Results: Median dose to the IPA was 43 Gy BED, and median PDD was 3.6 cm. The median change in GSS was -10 from baseline to last follow up. IPA dose was correlated with PDD (p<0.01). In the overall cohort on GEE analysis, GSS was correlated with age (p=0.03) and ADT (p=0.006), but not mean IPA dose (p=0.21). Assessment of various dose volume relationships with IPA other than mean dose revealed the strongest associations for pudendal D10%BED to GSS (p=0.08). Analysis of the change in GSS from baseline to last follow-up revealed further associations. Larger PDD (>3.6 cm) was correlated with a smaller drop in GSS (-4.8 vs -15, p=0.13). On a subset analysis in men without ADT, men with mean IPA dose > 43 Gy BED had a change in GSS of -16 compared to -1 (p=0.10); 65% had a drop >MCID compared to 43% (p=0.14).
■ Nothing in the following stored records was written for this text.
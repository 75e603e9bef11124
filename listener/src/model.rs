//! Elm-architecture [`Model`] for the game.

use listener_core::{
    AttrMask, Effect, ExplorationInput, Frame, InputError, Mode, Model, Row, Style, Viewport,
    messages::{Key, Msg},
};
use listener_render::{RenderConfig, Renderer};

use crate::screens::{self, MIN_SCREEN_COLS};
use crate::session::{Reaction, Session};

/// Full-screen overlays drawn instead of the current mode's screen.
#[derive(Debug, Clone, Copy, PartialEq, Eq)]
enum Overlay {
    Help,
    Map,
}

/// The Listener game model.
pub struct ListenerModel {
    session: Session,
    renderer: Renderer,
    overlay: Option<Overlay>,
}

impl ListenerModel {
    pub fn new(session: Session, renderer: Renderer) -> Self {
        Self {
            session,
            renderer,
            overlay: None,
        }
    }

    /// A model with a renderer seeded from `seed`, or randomly.
    pub fn with_seed(session: Session, config: RenderConfig, seed: Option<u64>) -> Self {
        let renderer = match seed {
            Some(seed) => Renderer::seeded(config, seed),
            None => Renderer::new(config),
        };
        Self::new(session, renderer)
    }

    pub fn session(&self) -> &Session {
        &self.session
    }

    pub fn session_mut(&mut self) -> &mut Session {
        &mut self.session
    }

    pub fn renderer(&self) -> &Renderer {
        &self.renderer
    }
}

/// Map an exploration key to a command.
fn exploration_input(key: &Key) -> Result<ExplorationInput, InputError> {
    match key {
        Key::ArrowUp => Ok(ExplorationInput::Forward),
        Key::ArrowDown => Ok(ExplorationInput::Backward),
        Key::ArrowLeft => Ok(ExplorationInput::TurnLeft),
        Key::ArrowRight => Ok(ExplorationInput::TurnRight),
        Key::Escape => Ok(ExplorationInput::ExitToTerminal),
        Key::Char(c) => ExplorationInput::parse(&c.to_string()),
        other => Err(InputError::Unrecognized(format!("{other:?}"))),
    }
}

impl Model for ListenerModel {
    fn update(&mut self, msg: Msg) -> Option<Effect> {
        match msg {
            Msg::Init => {
                log::info!("model init, mode {}", self.session.mode().name());
                None
            }
            Msg::Quit => Some(Effect::End),
            Msg::Tick | Msg::Screen { .. } => None,
            Msg::KeyDown { key, .. } => {
                if self.overlay.take().is_some() {
                    return None;
                }
                self.session.log_mut().mark_seen();
                match self.session.mode() {
                    Mode::Terminal => self.terminal_key(&key),
                    Mode::Exploration => self.exploration_key(&key),
                }
            }
        }
    }

    fn draw(&mut self, viewport: Viewport) -> Frame {
        match (self.overlay, self.session.mode()) {
            (Some(Overlay::Help), _) => screens::help_screen(viewport),
            (Some(Overlay::Map), _) => screens::map_screen(&self.session, viewport),
            (None, Mode::Terminal) => screens::terminal_screen(&self.session, viewport),
            (None, Mode::Exploration) => self.draw_exploration(viewport),
        }
    }
}

impl ListenerModel {
    fn terminal_key(&mut self, key: &Key) -> Option<Effect> {
        match key {
            Key::Char('e' | 'E') | Key::Enter => {
                self.session.explore();
                None
            }
            Key::Char('h' | 'H' | '?') => {
                self.overlay = Some(Overlay::Help);
                None
            }
            Key::Char('m' | 'M') => {
                self.overlay = Some(Overlay::Map);
                None
            }
            Key::Char('q' | 'Q') | Key::Escape => Some(Effect::End),
            _ => None,
        }
    }

    fn exploration_key(&mut self, key: &Key) -> Option<Effect> {
        let reaction = match exploration_input(key) {
            Ok(cmd) => self.session.apply(cmd),
            Err(err) => self.session.reject(&err),
        };
        match reaction {
            Reaction::ShowHelp => self.overlay = Some(Overlay::Help),
            Reaction::ShowMap => self.overlay = Some(Overlay::Map),
            Reaction::Moved { bell: true } => return Some(Effect::Bell(1)),
            _ => {}
        }
        None
    }

    /// The first-person frame plus one message line.
    fn draw_exploration(&mut self, viewport: Viewport) -> Frame {
        let scene = self.session.scene();
        let mut frame = self.renderer.render(&scene, viewport.shrink_rows(1));
        let cols = frame.width().max(MIN_SCREEN_COLS);
        let row = match self.session.log().fresh() {
            Some(entry) => Row::text(
                cols,
                &entry.display(),
                Style::fg(entry.style.color()).with_attrs(AttrMask::BOLD),
            ),
            None => Row::new(cols),
        };
        frame.push(row);
        frame
    }
}
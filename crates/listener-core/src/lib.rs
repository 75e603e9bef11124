//! **listener-core**: the station model behind *The Listener*.
//!
//! This crate provides the pieces every other crate builds on: geometry and
//! facings, the immutable station [`GridMap`], the observer's
//! [`Orientation`] with its step/turn rules, the terminal/exploration
//! [`ModeMachine`], fixed-width glyph buffers ([`Row`], [`Frame`]), input
//! messages, and the Elm-architecture application loop.

pub mod app;
pub mod frame;
pub mod gauge;
pub mod geom;
pub mod glyph;
pub mod map;
pub mod messages;
pub mod mode;
pub mod orientation;
pub mod recording;
pub mod style;
pub mod tile;

pub use app::{App, AppConfig, Context, Driver, Effect, Model};
pub use frame::{Frame, Row};
pub use gauge::{Oxygen, Percent, Sanity};
pub use geom::{Direction, Point, Viewport};
pub use glyph::Glyph;
pub use map::{GridMap, MapError, STATION_LAYOUT};
pub use messages::{Key, Msg};
pub use mode::{ExplorationInput, InputError, Mode, ModeError, ModeMachine};
pub use orientation::{MoveOutcome, Orientation, SpawnError};
pub use recording::FrameRecorder;
pub use style::{AttrMask, Color, Style};
pub use tile::TileKind;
In men with a baseline GSS of 50+, men with mean IPA dose > 43 Gy had a change in GSS of -32 compared to -13 (p=0.10); 82% had a drop >MCID compared to 53% (p=0.03).
Conclusion: Sparing dose to the IPA (<43 Gy BED, or <26 Gy EqD2, corresponding roughly to a dose at or below the 50% isodose line) may help preserve sexual health in subsets of men treated with prostate RT. Considering the IPA as a dose constraint in prostate cancer radiation has the potential to improve sexual health outcomes for men with good baseline health.